You can get a free copy of eDirectory for Linux here. (Registration required) It's not the free solution that I had hoped for but, it seems to be the best around and it isn't too expensive for enterprise level software.

Maybe not such a good idea

[tdyson]

While the dream of a single password is a cool idea, I have concerns about how secure that is. Sure, you can probably get LDAP to do it all, but should you? Picture an environment that is a mix of ftp and ssh. You use SSH, because we all know telnet is insecure. If you have the same password on both ftp and SSH, you have given up a major layer of security. If you want to limit the number of passwords, you should, at a minimum, probably have one for "more secure" systems and one for "less secure". Anything that transmits in plain text, like stock telnet, ftp and POP, should be separate from anything that transmits encrypted data, like SSH and HTTPS. Defense in depth encourages multiple passwords. Strong security always seems to be at odds with ease of use. You don't have the same root password on all your boxes, do you?

Re:Maybe not such a good idea

1) In practice, having different passwords for different systems is more insecure because the users write down the passwords on a stickynote and never change them. Just run your POP3 or whatever over SSL.

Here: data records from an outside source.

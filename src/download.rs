use std::fs;
use std::path::{Path, PathBuf};

use anyhow::{Context, Result};
use base64::engine::general_purpose::STANDARD;
use base64::Engine;
use tracing::info;

use crate::error::GenerationError;
use crate::request::GeneratedImage;

#[derive(Debug, Clone, PartialEq, Eq)]
pub struct DecodedImage {
    pub mime_type: String,
    pub bytes: Vec<u8>,
}

/// Decode a `data:<mime>;base64,<payload>` URI.
pub fn decode_data_uri(uri: &str) -> Result<DecodedImage, GenerationError> {
    let rest = uri
        .strip_prefix("data:")
        .ok_or_else(|| GenerationError::InvalidDataUri("missing data: scheme".to_string()))?;
    let (meta, payload) = rest
        .split_once(',')
        .ok_or_else(|| GenerationError::InvalidDataUri("missing payload".to_string()))?;
    let mime_type = meta
        .strip_suffix(";base64")
        .ok_or_else(|| GenerationError::InvalidDataUri("only base64 payloads are supported".to_string()))?;

    let bytes = STANDARD
        .decode(payload.trim())
        .map_err(|e| GenerationError::InvalidDataUri(e.to_string()))?;

    Ok(DecodedImage {
        mime_type: if mime_type.is_empty() { "image/png" } else { mime_type }.to_string(),
        bytes,
    })
}

/// Write the image's exact bytes to `dir/<file_name>`.
pub fn save_image(image: &GeneratedImage, dir: &Path) -> Result<PathBuf> {
    let decoded = decode_data_uri(&image.data_uri)?;

    fs::create_dir_all(dir)
        .with_context(|| format!("Could not create output directory {}", dir.display()))?;

    let path = dir.join(image.file_name());
    fs::write(&path, &decoded.bytes)
        .with_context(|| format!("Could not write {}", path.display()))?;

    info!(path = %path.display(), mime = %decoded.mime_type, bytes = decoded.bytes.len(), "saved avatar");
    Ok(path)
}
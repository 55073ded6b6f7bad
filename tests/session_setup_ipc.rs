use serde_json::json;
use std::io::{BufRead, BufReader, Write};
use std::path::PathBuf;
use std::process::{Child, ChildStdin, ChildStdout, Command, Stdio};
use std::time::{SystemTime, UNIX_EPOCH};

fn temp_dir(prefix: &str) -> PathBuf {
    let p = std::env::temp_dir().join(format!(
        "{}-{}",
        prefix,
        SystemTime::now()
            .duration_since(UNIX_EPOCH)
            .expect("clock")
            .as_nanos()
    ));
    std::fs::create_dir_all(&p).expect("create temp dir");
    p
}

fn spawn_sidecar() -> (Child, ChildStdin, BufReader<ChildStdout>) {
    let exe = env!("CARGO_BIN_EXE_classrecordd");
    let mut child = Command::new(exe)
        .stdin(Stdio::piped())
        .stdout(Stdio::piped())
        .stderr(Stdio::null())
        .spawn()
        .expect("spawn classrecordd");
    let stdin = child.stdin.take().expect("child stdin");
    let stdout = child.stdout.take().expect("child stdout");
    (child, stdin, BufReader::new(stdout))
}

fn request(
    stdin: &mut ChildStdin,
    reader: &mut BufReader<ChildStdout>,
    id: &str,
    method: &str,
    params: serde_json::Value,
) -> serde_json::Value {
    let payload = json!({
        "id": id,
        "method": method,
        "params": params,
    });
    writeln!(stdin, "{}", payload).expect("write request");
    stdin.flush().expect("flush request");

    let mut line = String::new();
    reader.read_line(&mut line).expect("read response line");
    serde_json::from_str(line.trim()).expect("parse response json")
}

fn request_ok(
    stdin: &mut ChildStdin,
    reader: &mut BufReader<ChildStdout>,
    id: &str,
    method: &str,
    params: serde_json::Value,
) -> serde_json::Value {
    let value = request(stdin, reader, id, method, params);
    assert_eq!(
        value.get("ok").and_then(|v| v.as_bool()),
        Some(true),
        "{} failed: {}",
        method,
        value
    );
    value.get("result").cloned().unwrap_or_default()
}

fn error_code(value: &serde_json::Value) -> &str {
    value
        .get("error")
        .and_then(|e| e.get("code"))
        .and_then(|v| v.as_str())
        .unwrap_or("")
}

#[test]
fn users_see_only_their_own_records() {
    let workspace = temp_dir("classrecord-session");
    let (mut child, mut stdin, mut reader) = spawn_sidecar();
    request_ok(
        &mut stdin,
        &mut reader,
        "1",
        "workspace.select",
        json!({ "path": workspace.to_string_lossy() }),
    );

    let who = request_ok(&mut stdin, &mut reader, "2", "session.get", json!({}));
    assert_eq!(who["user"], serde_json::Value::Null);

    request_ok(
        &mut stdin,
        &mut reader,
        "3",
        "session.setUser",
        json!({ "user": " teacher.ana " }),
    );
    let who = request_ok(&mut stdin, &mut reader, "4", "session.get", json!({}));
    assert_eq!(who["user"], "teacher.ana");

    let sec = request_ok(
        &mut stdin,
        &mut reader,
        "5",
        "sections.create",
        json!({ "name": "Ana's Section" }),
    );
    let sec = sec["sectionId"].as_str().expect("sectionId").to_string();
    request_ok(
        &mut stdin,
        &mut reader,
        "6",
        "setup.update",
        json!({ "section": "classRecord", "patch": { "studentSort": "name" } }),
    );

    request_ok(
        &mut stdin,
        &mut reader,
        "7",
        "session.setUser",
        json!({ "user": "teacher.ben" }),
    );
    let listed = request_ok(&mut stdin, &mut reader, "8", "sections.list", json!({}));
    assert_eq!(listed["sections"], json!([]));
    let foreign = request(
        &mut stdin,
        &mut reader,
        "9",
        "students.list",
        json!({ "sectionId": sec }),
    );
    assert_eq!(error_code(&foreign), "not_found");
    let setup = request_ok(&mut stdin, &mut reader, "10", "setup.get", json!({}));
    assert_eq!(setup["classRecord"]["studentSort"], "genderThenName");

    request_ok(
        &mut stdin,
        &mut reader,
        "11",
        "session.setUser",
        json!({ "user": null }),
    );
    let shared = request_ok(&mut stdin, &mut reader, "12", "sections.list", json!({}));
    assert_eq!(shared["sections"], json!([]));

    request_ok(
        &mut stdin,
        &mut reader,
        "13",
        "session.setUser",
        json!({ "user": "teacher.ana" }),
    );
    let listed = request_ok(&mut stdin, &mut reader, "14", "sections.list", json!({}));
    assert_eq!(listed["sections"][0]["name"], "Ana's Section");

    drop(stdin);
    let _ = child.wait();
    let _ = std::fs::remove_dir_all(workspace);
}

#[test]
fn setup_defaults_and_validation() {
    let workspace = temp_dir("classrecord-setup");
    let (mut child, mut stdin, mut reader) = spawn_sidecar();
    request_ok(
        &mut stdin,
        &mut reader,
        "1",
        "workspace.select",
        json!({ "path": workspace.to_string_lossy() }),
    );

    let setup = request_ok(&mut stdin, &mut reader, "2", "setup.get", json!({}));
    assert_eq!(
        setup,
        json!({
            "notifications": { "enabled": true, "bannerSeconds": 8 },
            "classRecord": { "studentSort": "genderThenName", "attendanceView": "month" }
        })
    );

    for (id, params) in [
        ("3", json!({ "section": "notifications", "patch": { "bannerSeconds": 61 } })),
        ("4", json!({ "section": "notifications", "patch": { "enabled": "yes" } })),
        ("5", json!({ "section": "classRecord", "patch": { "studentSort": "lrn" } })),
        ("6", json!({ "section": "classRecord", "patch": { "theme": "dark" } })),
        ("7", json!({ "section": "printer", "patch": {} })),
        ("8", json!({ "section": "notifications", "patch": 5 })),
    ] {
        let resp = request(&mut stdin, &mut reader, id, "setup.update", params);
        assert_eq!(error_code(&resp), "bad_params", "request {}", id);
    }

    request_ok(
        &mut stdin,
        &mut reader,
        "9",
        "setup.update",
        json!({ "section": "classRecord", "patch": { "attendanceView": "allTime" } }),
    );
    request_ok(
        &mut stdin,
        &mut reader,
        "10",
        "setup.update",
        json!({ "section": "notifications", "patch": { "bannerSeconds": 15 } }),
    );
    let setup = request_ok(&mut stdin, &mut reader, "11", "setup.get", json!({}));
    assert_eq!(setup["classRecord"]["attendanceView"], "allTime");
    assert_eq!(setup["classRecord"]["studentSort"], "genderThenName");
    assert_eq!(setup["notifications"]["bannerSeconds"], 15);
    assert_eq!(setup["notifications"]["enabled"], true);

    drop(stdin);
    let _ = child.wait();

    // Settings persist with the workspace.
    let (mut child, mut stdin, mut reader) = spawn_sidecar();
    request_ok(
        &mut stdin,
        &mut reader,
        "1",
        "workspace.select",
        json!({ "path": workspace.to_string_lossy() }),
    );
    let setup = request_ok(&mut stdin, &mut reader, "2", "setup.get", json!({}));
    assert_eq!(setup["notifications"]["bannerSeconds"], 15);
    drop(stdin);
    let _ = child.wait();
    let _ = std::fs::remove_dir_all(workspace);
}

Maybe I'm the only one here old enough to recall Novell 3 networks with 100s of servers, each with their own password list. Living Hell On Earth.

2) The simple answer to your question is that if SSH doesn't recognize your directory service because it's a dumb point-to-point system, then don't use SSH. There's various Kerberos-ized telnet solutions out there. FTP should probably be mercykilled and replaces with HTTP/WebDAV over HTTPS.